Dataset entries
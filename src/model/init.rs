//! Weight initialization applied once when a network is built.
//!
//! - convolution weights: `N(0, sqrt(2 / (kh * kw * out_channels)))`
//! - batch-norm: weight 1, bias 0
//! - linear: weight `U(-1/sqrt(in), 1/sqrt(in))`, bias 0

use rand::Rng;
use rand_distr::{Distribution, Normal, Uniform};
use tracing::trace;

use crate::layers::{Layer, LayerMut};

/// Standard deviation used for a convolution's weights.
pub fn conv_std(kernel_size: (usize, usize), out_channels: usize) -> f32 {
    let n = kernel_size.0 * kernel_size.1 * out_channels;
    (2.0 / n as f32).sqrt()
}

pub fn init_layer<R: Rng + ?Sized>(layer: LayerMut<'_>, rng: &mut R) {
    match layer {
        LayerMut::Conv2d(conv) => {
            let std = conv_std(conv.kernel_size(), conv.out_channels());
            // std is finite and positive for any non-empty kernel
            if let Ok(normal) = Normal::new(0.0, std) {
                conv.weights_mut().mapv_inplace(|_| normal.sample(rng));
            }
            trace!(
                out_channels = conv.out_channels(),
                in_channels = conv.in_channels(),
                std,
                "initialized conv weights"
            );
        }
        LayerMut::BatchNorm2d(bn) => {
            bn.weight_mut().fill(1.0);
            bn.bias_mut().fill(0.0);
        }
        LayerMut::Linear(linear) => {
            let bound = 1.0 / (linear.in_features().max(1) as f32).sqrt();
            let uniform = Uniform::new_inclusive(-bound, bound);
            linear.weights_mut().mapv_inplace(|_| uniform.sample(rng));
            linear.bias_mut().fill(0.0);
        }
    }
}

/// Initializes every parameterized primitive reachable from `model`.
pub fn init_weights<R: Rng + ?Sized>(model: &mut dyn Layer, rng: &mut R) {
    model.visit_mut(&mut |layer| init_layer(layer, rng));
}
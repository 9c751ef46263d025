use crate::Tensor;
use ndarray::Zip;

#[derive(Debug, Clone, Copy, PartialEq)]
pub enum Activation {
    ReLU,
}

impl Activation {
    pub fn apply(&self, tensor: &mut Tensor) {
        match self {
            Activation::ReLU => {
                Zip::from(tensor.data_mut()).for_each(|x| {
                    *x = x.max(0.0);
                });
            }
        }
    }
}

#[cfg(test)]
mod tests {
    use super::*;

    #[test]
    fn test_relu() {
        let mut tensor = Tensor::from_vec(vec![-1.0, 0.0, 1.0, 2.0], &[4]).unwrap();
        Activation::ReLU.apply(&mut tensor);
        assert_eq!(tensor.to_vec(), vec![0.0, 0.0, 1.0, 2.0]);
    }
}
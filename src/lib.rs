//! # multidensenet
//!
//! A DenseNet-BC classifier for single-channel images with multi-label
//! outputs, its sigmoid cross-entropy loss and batch-level metrics.
//! Training loops, data loading and optimizers live in the caller; parameters
//! are reachable through [`layers::Layer::visit_mut`].
//!
//! ## Example
//!
//! ```rust,ignore
//! use multidensenet::{layers::Layer, loss_fn, metrics, DenseNet, Params};
//!
//! let params = Params::from_json_file("params.json")?;
//! let net = DenseNet::new(&params, 10)?;
//! let logits = net.forward(&images)?;
//! let loss = loss_fn(&logits, &labels)?;
//! let scores = metrics::evaluate_all(&logits, &labels)?;
//! ```

pub mod activations;
mod conv2d_impl;
pub mod error;
pub mod layers;
pub mod loss;
pub mod metrics;
pub mod model;
pub mod params;
pub mod tensor;

#[cfg(feature = "python")]
pub mod python;

pub use error::{Error, Result};
pub use loss::loss_fn;
pub use metrics::{accuracy, precision, recall, Metric};
pub use model::DenseNet;
pub use params::{HeadPool, Params};
pub use tensor::Tensor;

#[cfg(feature = "python")]
use pyo3::prelude::*;

#[cfg(feature = "python")]
#[pymodule]
fn multidensenet(m: &Bound<'_, PyModule>) -> PyResult<()> {
    python::register_module(m)?;
    Ok(())
}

• _WHAT IS EXPECTED_
For the string "linear", show each line of the entries above where it occurs.

• _FINISHED EXERCISE_
//! - linear: weight `U(-1/sqrt(in), 1/sqrt(in))`, bias 0
        LayerMut::Linear(linear) => {
            let bound = 1.0 / (linear.in_features().max(1) as f32).sqrt();
            linear.weights_mut().mapv_inplace(|_| uniform.sample(rng));
            linear.bias_mut().fill(0.0);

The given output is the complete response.